And I'll tell you about them if you shut up for two seconds.
Okay.
Okay.
Can I?
Yeah.
Let's hear it.
Do I have the floor?
Yes, you have the floor.
When I rescued my dog, I decided that I needed a golf umbrella because I didn't want to stand
out in the rain and getting wet and, and having him get wet and having him shake off his fur
when he comes inside.
Yeah.
You know what I mean?
Yeah.
So I got an umbrella that has a six foot canopy.
Jesus.
Enormous.
It is so sturdy.
It is so strong.
I go out there and it's like I'm under a tent.
People huddle near me for warps.
I've seen several, several, several young, young children rush toward me on the street
so they could have shelter from the rain, dogs, cats, the rats.

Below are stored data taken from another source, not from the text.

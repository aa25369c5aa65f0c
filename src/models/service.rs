//! Salon service models

use rust_decimal::Decimal;
use serde::{Deserialize, Serialize};
use sqlx::FromRow;
use std::str::FromStr;

use super::RecordError;

/// Target audience of a service
#[derive(Debug, Clone, Copy, PartialEq, Eq, Hash, Default, Serialize, Deserialize)]
pub enum Gender {
    #[serde(rename = "feminino")]
    Feminine,
    #[serde(rename = "masculino")]
    Masculine,
    #[default]
    #[serde(rename = "unissex", alias = "ambos")]
    Unisex,
}

impl Gender {
    /// Label shown next to a service
    pub fn label(&self) -> &'static str {
        match self {
            Gender::Feminine => "Feminino",
            Gender::Masculine => "Masculino",
            Gender::Unisex => "Unissex",
        }
    }
}

impl FromStr for Gender {
    type Err = String;

    /// Parse the backend's gender column. A service tagged `ambos` serves
    /// everyone, which is what `unissex` means for a service.
    fn from_str(s: &str) -> Result<Self, Self::Err> {
        match s.trim().to_lowercase().as_str() {
            "feminino" => Ok(Gender::Feminine),
            "masculino" => Ok(Gender::Masculine),
            "unissex" | "ambos" | "" => Ok(Gender::Unisex),
            other => Err(format!("unknown service gender '{}'", other)),
        }
    }
}

/// A bookable service, validated and ready for pricing
#[derive(Debug, Clone, PartialEq, Serialize)]
pub struct Service {
    pub id: i64,
    pub name: String,
    pub description: Option<String>,
    #[serde(with = "rust_decimal::serde::str")]
    pub original_price: Decimal,
    pub gender: Gender,
    /// Price already bundles the salon's own add-on (jumbo)
    pub includes_add_on: bool,
    /// Customer may bring their own add-on for a discount
    pub offers_add_on_discount: bool,
    /// Fraction off the post-promotion price when the customer brings the add-on
    #[serde(with = "rust_decimal::serde::str")]
    pub add_on_discount_rate: Decimal,
    pub duration_minutes: Option<i32>,
    pub image_url: Option<String>,
}

impl Service {
    /// Minimal service with only a price; everything else at its default
    pub fn priced(id: i64, name: impl Into<String>, original_price: Decimal) -> Self {
        Self {
            id,
            name: name.into(),
            description: None,
            original_price,
            gender: Gender::default(),
            includes_add_on: false,
            offers_add_on_discount: false,
            add_on_discount_rate: Decimal::ZERO,
            duration_minutes: None,
            image_url: None,
        }
    }
}

/// Raw row from `services_with_price` (or the `services` table fallback)
#[derive(Debug, Clone, FromRow)]
pub struct ServiceRow {
    pub id: i64,
    pub name: Option<String>,
    pub description: Option<String>,
    pub original_price: Option<Decimal>,
    pub percentage_discount: Option<Decimal>,
    pub gender: Option<String>,
    pub includes_jumbo: Option<bool>,
    pub discount_with_jumbo: Option<bool>,
    pub duration: Option<i32>,
    pub image_url: Option<String>,
}

impl TryFrom<ServiceRow> for Service {
    type Error = RecordError;

    fn try_from(row: ServiceRow) -> Result<Self, Self::Error> {
        let original_price = row.original_price.ok_or(RecordError::MissingField {
            record: "service",
            id: row.id,
            field: "original_price",
        })?;

        let gender = match row.gender.as_deref() {
            Some(raw) => raw.parse().map_err(|reason| RecordError::InvalidValue {
                record: "service",
                id: row.id,
                field: "gender",
                reason,
            })?,
            None => Gender::Unisex,
        };

        Ok(Service {
            id: row.id,
            name: row.name.unwrap_or_default(),
            description: row.description.filter(|d| !d.trim().is_empty()),
            original_price,
            gender,
            includes_add_on: row.includes_jumbo.unwrap_or(false),
            offers_add_on_discount: row.discount_with_jumbo.unwrap_or(false),
            add_on_discount_rate: row.percentage_discount.unwrap_or(Decimal::ZERO),
            duration_minutes: row.duration,
            image_url: row.image_url.filter(|u| !u.trim().is_empty()),
        })
    }
}

#[cfg(test)]
mod tests {
    use super::*;
    use rust_decimal_macros::dec;

    fn row() -> ServiceRow {
        ServiceRow {
            id: 7,
            name: Some("Box braids".to_string()),
            description: Some("  ".to_string()),
            original_price: Some(dec!(180.00)),
            percentage_discount: Some(dec!(0.15)),
            gender: Some("feminino".to_string()),
            includes_jumbo: Some(true),
            discount_with_jumbo: None,
            duration: Some(240),
            image_url: None,
        }
    }

    #[test]
    fn test_row_converts_into_service() {
        let service = Service::try_from(row()).unwrap();
        assert_eq!(service.original_price, dec!(180.00));
        assert_eq!(service.gender, Gender::Feminine);
        assert!(service.includes_add_on);
        assert!(!service.offers_add_on_discount);
        assert_eq!(service.add_on_discount_rate, dec!(0.15));
        assert_eq!(service.description, None);
    }

    #[test]
    fn test_missing_price_is_rejected() {
        let mut raw = row();
        raw.original_price = None;
        let err = Service::try_from(raw).unwrap_err();
        assert!(err.to_string().contains("original_price"));
    }

    #[test]
    fn test_missing_gender_defaults_to_unisex() {
        let mut raw = row();
        raw.gender = None;
        assert_eq!(Service::try_from(raw).unwrap().gender, Gender::Unisex);
    }

    #[test]
    fn test_service_tagged_ambos_is_unisex() {
        assert_eq!("ambos".parse::<Gender>(), Ok(Gender::Unisex));
        assert_eq!("Masculino".parse::<Gender>(), Ok(Gender::Masculine));
    }

    #[test]
    fn test_unknown_gender_is_rejected() {
        let mut raw = row();
        raw.gender = Some("kids".to_string());
        assert!(matches!(
            Service::try_from(raw),
            Err(RecordError::InvalidValue { field: "gender", .. })
        ));
    }
}
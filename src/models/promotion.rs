//! Site-wide promotion models

use rust_decimal::Decimal;
use serde::{Deserialize, Serialize};
use sqlx::FromRow;
use std::str::FromStr;

use super::RecordError;

/// Audience a promotion is scoped to
#[derive(Debug, Clone, Copy, PartialEq, Eq, Hash, Default, Serialize, Deserialize)]
pub enum PromotionTarget {
    #[serde(rename = "feminino")]
    Feminine,
    #[serde(rename = "masculino")]
    Masculine,
    #[serde(rename = "unissex")]
    Unisex,
    /// Every service, regardless of its gender
    #[default]
    #[serde(rename = "ambos")]
    Both,
}

impl FromStr for PromotionTarget {
    type Err = String;

    fn from_str(s: &str) -> Result<Self, Self::Err> {
        match s.trim().to_lowercase().as_str() {
            "feminino" => Ok(PromotionTarget::Feminine),
            "masculino" => Ok(PromotionTarget::Masculine),
            "unissex" => Ok(PromotionTarget::Unisex),
            "ambos" | "" => Ok(PromotionTarget::Both),
            other => Err(format!("unknown promotion gender '{}'", other)),
        }
    }
}

/// The active promotion, validated
#[derive(Debug, Clone, PartialEq, Serialize, Deserialize)]
pub struct Promotion {
    pub id: Option<i64>,
    pub name: String,
    /// Fraction off a service's original price
    #[serde(with = "rust_decimal::serde::str")]
    pub discount_rate: Decimal,
    pub target: PromotionTarget,
    pub is_active: bool,
    /// Header colours chosen for the campaign, passed through untouched
    pub header_bg_color: Option<String>,
    pub header_text_color: Option<String>,
}

impl Promotion {
    pub const DEFAULT_NAME: &'static str = "Promoção";

    pub fn new(name: impl Into<String>, discount_rate: Decimal, target: PromotionTarget) -> Self {
        Self {
            id: None,
            name: name.into(),
            discount_rate,
            target,
            is_active: true,
            header_bg_color: None,
            header_text_color: None,
        }
    }
}

/// Raw row from the `promotions` table
#[derive(Debug, Clone, FromRow)]
pub struct PromotionRow {
    pub id: i64,
    pub name: Option<String>,
    pub percentage_discount: Option<Decimal>,
    pub gender: Option<String>,
    pub is_active: Option<bool>,
    pub header_bg_color: Option<String>,
    pub header_text_color: Option<String>,
}

impl TryFrom<PromotionRow> for Promotion {
    type Error = RecordError;

    fn try_from(row: PromotionRow) -> Result<Self, Self::Error> {
        let discount_rate = row.percentage_discount.ok_or(RecordError::MissingField {
            record: "promotion",
            id: row.id,
            field: "percentage_discount",
        })?;

        let target = match row.gender.as_deref() {
            Some(raw) => raw.parse().map_err(|reason| RecordError::InvalidValue {
                record: "promotion",
                id: row.id,
                field: "gender",
                reason,
            })?,
            None => PromotionTarget::Both,
        };

        Ok(Promotion {
            id: Some(row.id),
            name: row
                .name
                .filter(|n| !n.trim().is_empty())
                .unwrap_or_else(|| Self::DEFAULT_NAME.to_string()),
            discount_rate,
            target,
            is_active: row.is_active.unwrap_or(false),
            header_bg_color: row.header_bg_color.filter(|c| !c.is_empty()),
            header_text_color: row.header_text_color.filter(|c| !c.is_empty()),
        })
    }
}

#[cfg(test)]
mod tests {
    use super::*;
    use rust_decimal_macros::dec;

    #[test]
    fn test_row_without_gender_targets_everyone() {
        let row = PromotionRow {
            id: 1,
            name: None,
            percentage_discount: Some(dec!(0.20)),
            gender: None,
            is_active: Some(true),
            header_bg_color: Some("#e91e63".to_string()),
            header_text_color: Some(String::new()),
        };

        let promotion = Promotion::try_from(row).unwrap();
        assert_eq!(promotion.target, PromotionTarget::Both);
        assert_eq!(promotion.name, Promotion::DEFAULT_NAME);
        assert_eq!(promotion.header_bg_color.as_deref(), Some("#e91e63"));
        assert_eq!(promotion.header_text_color, None);
    }

    #[test]
    fn test_row_without_rate_is_rejected() {
        let row = PromotionRow {
            id: 2,
            name: Some("Black Friday".to_string()),
            percentage_discount: None,
            gender: Some("ambos".to_string()),
            is_active: Some(true),
            header_bg_color: None,
            header_text_color: None,
        };

        assert!(matches!(
            Promotion::try_from(row),
            Err(RecordError::MissingField { field: "percentage_discount", .. })
        ));
    }

    #[test]
    fn test_target_deserializes_from_backend_strings() {
        let target: PromotionTarget = serde_json::from_str("\"masculino\"").unwrap();
        assert_eq!(target, PromotionTarget::Masculine);
        let target: PromotionTarget = serde_json::from_str("\"ambos\"").unwrap();
        assert_eq!(target, PromotionTarget::Both);
    }
}
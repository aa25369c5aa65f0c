//! Database queries for the service catalog and promotions.
//!
//! Rows are validated into typed records here; the pricing engine never sees
//! a raw row.

use sqlx::PgPool;
use tracing::warn;

use crate::error::{AppError, Result};
use crate::models::{Promotion, PromotionRow, Service, ServiceRow};

const SERVICES_VIEW_QUERY: &str = r#"
    SELECT
        id::bigint AS id,
        name,
        description,
        original_price::numeric AS original_price,
        percentage_discount::numeric AS percentage_discount,
        gender,
        includes_jumbo,
        discount_with_jumbo,
        duration::int4 AS duration,
        image_url
    FROM services_with_price
    WHERE active = true
    ORDER BY name ASC
"#;

const SERVICES_TABLE_QUERY: &str = r#"
    SELECT
        id::bigint AS id,
        name,
        description,
        original_price::numeric AS original_price,
        percentage_discount::numeric AS percentage_discount,
        gender,
        includes_jumbo,
        discount_with_jumbo,
        duration::int4 AS duration,
        image_url
    FROM services
    WHERE active IS NOT FALSE
    ORDER BY name ASC
"#;

/// Get all active services, ordered by name.
///
/// Reads the `services_with_price` view and falls back to the `services`
/// table when the view is unavailable. Rows that fail validation are skipped
/// so one bad record cannot empty the catalog.
pub async fn fetch_services(pool: &PgPool) -> Result<Vec<Service>> {
    let rows = match sqlx::query_as::<_, ServiceRow>(SERVICES_VIEW_QUERY)
        .fetch_all(pool)
        .await
    {
        Ok(rows) => rows,
        Err(e) => {
            warn!("services_with_price unavailable, falling back to services: {}", e);
            sqlx::query_as::<_, ServiceRow>(SERVICES_TABLE_QUERY)
                .fetch_all(pool)
                .await?
        }
    };

    Ok(into_services(rows))
}

/// Get a single service by id
pub async fn fetch_service_by_id(pool: &PgPool, id: i64) -> Result<Service> {
    let row = sqlx::query_as::<_, ServiceRow>(
        r#"
        SELECT
            id::bigint AS id,
            name,
            description,
            original_price::numeric AS original_price,
            percentage_discount::numeric AS percentage_discount,
            gender,
            includes_jumbo,
            discount_with_jumbo,
            duration::int4 AS duration,
            image_url
        FROM services_with_price
        WHERE id = $1
        "#,
    )
    .bind(id)
    .fetch_optional(pool)
    .await?
    .ok_or(AppError::NotFound)?;

    Ok(Service::try_from(row)?)
}

/// Get the active promotion, if any.
///
/// Only the first active row counts. A malformed row is logged and treated
/// as no promotion.
pub async fn fetch_active_promotion(pool: &PgPool) -> Result<Option<Promotion>> {
    let row = sqlx::query_as::<_, PromotionRow>(
        r#"
        SELECT
            id::bigint AS id,
            name,
            percentage_discount::numeric AS percentage_discount,
            gender,
            is_active,
            header_bg_color,
            header_text_color
        FROM promotions
        WHERE is_active = true
        ORDER BY id ASC
        LIMIT 1
        "#,
    )
    .fetch_optional(pool)
    .await?;

    Ok(row.and_then(into_promotion))
}

fn into_promotion(row: PromotionRow) -> Option<Promotion> {
    let id = row.id;
    match Promotion::try_from(row) {
        Ok(promotion) => Some(promotion),
        Err(e) => {
            warn!(promotion_id = id, "Ignoring promotion record: {}", e);
            None
        }
    }
}

fn into_services(rows: Vec<ServiceRow>) -> Vec<Service> {
    rows.into_iter()
        .filter_map(|row| {
            let id = row.id;
            match Service::try_from(row) {
                Ok(service) => Some(service),
                Err(e) => {
                    warn!(service_id = id, "Skipping service record: {}", e);
                    None
                }
            }
        })
        .collect()
}

#[cfg(test)]
mod tests {
    use super::*;
    use rust_decimal_macros::dec;

    fn row(id: i64, price: Option<rust_decimal::Decimal>) -> ServiceRow {
        ServiceRow {
            id,
            name: Some(format!("Serviço {}", id)),
            description: None,
            original_price: price,
            percentage_discount: None,
            gender: None,
            includes_jumbo: None,
            discount_with_jumbo: None,
            duration: None,
            image_url: None,
        }
    }

    #[test]
    fn test_invalid_rows_are_skipped() {
        let services = into_services(vec![row(1, Some(dec!(50))), row(2, None), row(3, Some(dec!(80)))]);
        let ids: Vec<i64> = services.iter().map(|s| s.id).collect();
        assert_eq!(ids, vec![1, 3]);
    }

    fn promotion_row(rate: Option<rust_decimal::Decimal>, gender: &str) -> PromotionRow {
        PromotionRow {
            id: 7,
            name: Some("Semana da Beleza".to_string()),
            percentage_discount: rate,
            gender: Some(gender.to_string()),
            is_active: Some(true),
            header_bg_color: None,
            header_text_color: None,
        }
    }

    #[test]
    fn test_malformed_promotion_counts_as_none() {
        assert_eq!(into_promotion(promotion_row(None, "feminino")), None);
        assert_eq!(into_promotion(promotion_row(Some(dec!(0.2)), "infantil")), None);

        let promotion = into_promotion(promotion_row(Some(dec!(0.2)), "ambos")).unwrap();
        assert_eq!(promotion.id, Some(7));
        assert_eq!(promotion.target, crate::models::PromotionTarget::Both);
    }
}
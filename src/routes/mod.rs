//! HTTP route handlers

pub mod booking;
pub mod catalog;
pub mod health;

use axum::{
    routing::{get, post},
    Router,
};

use crate::AppState;

pub fn router() -> Router<AppState> {
    Router::new()
        .route("/health", get(health::health))
        .route("/api/cache/invalidate", post(health::invalidate_cache))
        .route("/api/services", get(catalog::list))
        .route("/api/services/:id", get(catalog::detail))
        .route("/api/promotion", get(catalog::active_promotion))
        .route("/api/booking/quote", post(booking::quote))
        .route("/api/booking/submit", post(booking::submit))
        .merge(crate::pricing::router())
}
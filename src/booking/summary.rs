//! Live price summary shown beside the booking form

use rust_decimal::Decimal;
use serde::Serialize;

use super::selection::BookingSelection;
use crate::models::{AddOnChoice, AddOnPolicy, Promotion, Service};
use crate::pricing::{compute_discount_breakdown, round_money, whole_percent, PricingError};

/// Promotion line of the summary
#[derive(Debug, Clone, PartialEq, Serialize)]
pub struct PromotionLine {
    pub name: String,
    #[serde(with = "rust_decimal::serde::str")]
    pub percent: Decimal,
    #[serde(with = "rust_decimal::serde::str")]
    pub amount: Decimal,
}

/// Own add-on discount line of the summary
#[derive(Debug, Clone, PartialEq, Serialize)]
pub struct AddOnLine {
    #[serde(with = "rust_decimal::serde::str")]
    pub percent: Decimal,
    #[serde(with = "rust_decimal::serde::str")]
    pub amount: Decimal,
}

#[derive(Debug, Clone, PartialEq, Serialize)]
pub struct PriceSummary {
    pub service_id: i64,
    pub service_name: String,
    pub add_on_policy: AddOnPolicy,
    pub add_on_choice: AddOnChoice,
    #[serde(with = "rust_decimal::serde::str")]
    pub original_price: Decimal,
    pub promotion: Option<PromotionLine>,
    pub add_on_discount: Option<AddOnLine>,
    #[serde(with = "rust_decimal::serde::str")]
    pub total_savings: Decimal,
    /// Savings as a percentage of the original price, one decimal
    #[serde(with = "rust_decimal::serde::str")]
    pub savings_percent: Decimal,
    #[serde(with = "rust_decimal::serde::str")]
    pub final_price: Decimal,
}

impl PriceSummary {
    /// Recompute the summary for the current selection
    pub fn build(
        service: &Service,
        promotion: Option<&Promotion>,
        selection: &BookingSelection,
    ) -> Result<Self, PricingError> {
        let breakdown = compute_discount_breakdown(service, promotion, selection.choice())?;

        let promotion_line = promotion
            .filter(|_| breakdown.promotion_applied)
            .map(|p| PromotionLine {
                name: p.name.clone(),
                percent: whole_percent(p.discount_rate),
                amount: round_money(breakdown.promotion_amount, 2),
            });

        let add_on_line = breakdown.add_on_applied.then(|| AddOnLine {
            percent: whole_percent(service.add_on_discount_rate),
            amount: round_money(breakdown.add_on_amount, 2),
        });

        Ok(Self {
            service_id: service.id,
            service_name: service.name.clone(),
            add_on_policy: selection.policy(),
            add_on_choice: selection.choice(),
            original_price: round_money(breakdown.original_price, 2),
            promotion: promotion_line,
            add_on_discount: add_on_line,
            total_savings: round_money(breakdown.total_amount, 2),
            savings_percent: round_money(breakdown.total_percent, 1),
            final_price: breakdown.final_price,
        })
    }

    pub fn has_discount(&self) -> bool {
        self.total_savings > Decimal::ZERO
    }
}

#[cfg(test)]
mod tests {
    use super::*;
    use crate::models::{Gender, PromotionTarget};
    use rust_decimal_macros::dec;

    fn service() -> Service {
        let mut service = Service::priced(4, "Tranças nagô", dec!(150));
        service.gender = Gender::Feminine;
        service.includes_add_on = true;
        service.offers_add_on_discount = true;
        service.add_on_discount_rate = dec!(0.15);
        service
    }

    #[test]
    fn test_summary_follows_selection_changes() {
        let service = service();
        let promo = Promotion::new("Outubro Rosa", dec!(0.10), PromotionTarget::Feminine);
        let mut selection = BookingSelection::for_service(&service);

        let summary = PriceSummary::build(&service, Some(&promo), &selection).unwrap();
        assert_eq!(summary.final_price, dec!(135.00));
        assert!(summary.add_on_discount.is_none());
        assert_eq!(
            summary.promotion,
            Some(PromotionLine {
                name: "Outubro Rosa".to_string(),
                percent: dec!(10),
                amount: dec!(15.00),
            })
        );

        selection.choose(AddOnChoice::CustomerProvided).unwrap();
        let summary = PriceSummary::build(&service, Some(&promo), &selection).unwrap();
        // 150 - 15 = 135, then 15% of 135 = 20.25
        assert_eq!(summary.add_on_discount.as_ref().map(|l| l.amount), Some(dec!(20.25)));
        assert_eq!(summary.final_price, dec!(114.75));
        assert_eq!(summary.total_savings, dec!(35.25));
        assert_eq!(summary.savings_percent, dec!(23.5));
        assert!(summary.has_discount());
    }

    #[test]
    fn test_ineligible_promotion_has_no_line() {
        let service = service();
        let promo = Promotion::new("Barba Feita", dec!(0.30), PromotionTarget::Masculine);
        let selection = BookingSelection::for_service(&service);

        let summary = PriceSummary::build(&service, Some(&promo), &selection).unwrap();
        assert!(summary.promotion.is_none());
        assert!(!summary.has_discount());
        assert_eq!(summary.final_price, dec!(150));
    }
}
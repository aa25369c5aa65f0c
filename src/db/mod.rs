//! Data gateway over the hosted Postgres backend

pub mod queries;

pub use queries::{fetch_active_promotion, fetch_service_by_id, fetch_services};
//! Add-on choice held by a booking in progress

use serde::Serialize;

use crate::models::{AddOnChoice, AddOnPolicy, Service};

#[derive(Debug, Clone, PartialEq, thiserror::Error)]
pub enum SelectionError {
    #[error("Add-on option {choice:?} is not available for service {service_id} ({policy:?})")]
    ChoiceUnavailable {
        service_id: i64,
        choice: AddOnChoice,
        policy: AddOnPolicy,
    },
}

/// Booking selection for one loaded service.
///
/// Created with the policy's default choice and changed any number of times
/// afterwards; it never reaches back into the service it was built from.
#[derive(Debug, Clone, PartialEq, Serialize)]
pub struct BookingSelection {
    service_id: i64,
    policy: AddOnPolicy,
    choice: AddOnChoice,
}

impl BookingSelection {
    pub fn for_service(service: &Service) -> Self {
        let policy = AddOnPolicy::for_service(service);
        Self {
            service_id: service.id,
            policy,
            choice: policy.default_choice(),
        }
    }

    /// Selection for `service` with an optional stored or submitted choice
    pub fn with_choice(
        service: &Service,
        choice: Option<AddOnChoice>,
    ) -> Result<Self, SelectionError> {
        let mut selection = Self::for_service(service);
        if let Some(choice) = choice {
            selection.choose(choice)?;
        }
        Ok(selection)
    }

    /// Switch add-on path; disabled paths are rejected
    pub fn choose(&mut self, choice: AddOnChoice) -> Result<(), SelectionError> {
        if !self.policy.allows(choice) {
            return Err(SelectionError::ChoiceUnavailable {
                service_id: self.service_id,
                choice,
                policy: self.policy,
            });
        }
        self.choice = choice;
        Ok(())
    }

    pub fn choice(&self) -> AddOnChoice {
        self.choice
    }

    pub fn policy(&self) -> AddOnPolicy {
        self.policy
    }

    pub fn service_id(&self) -> i64 {
        self.service_id
    }
}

I'm like fucking Noah with his dumb ass arc with this umbrella.
I'm serious.
So is it like at that size, is it even like a button that expands it automatically or
are you like fully pressing up?
You wish it was a button.
It is a crank.
I need two men to help me.
I bring it out on a wheelbarrow.
It's a beach umbrella.
I use a winch.
It's a beach umbrella.
Yes.
I use a winch to get it standing straight.
A winch?
I have a winch for this winch.
Yes.
It is planted in the ground.
I have one man under the latch.
There's no way.
There's two big.
Raise the umbrella.
It's two big.
You're talking about it.
My harem to lift the umbrella.
It's too big.
And parade me down the street.
Do you really have an umbrella so big that you and your dog fit underneath it?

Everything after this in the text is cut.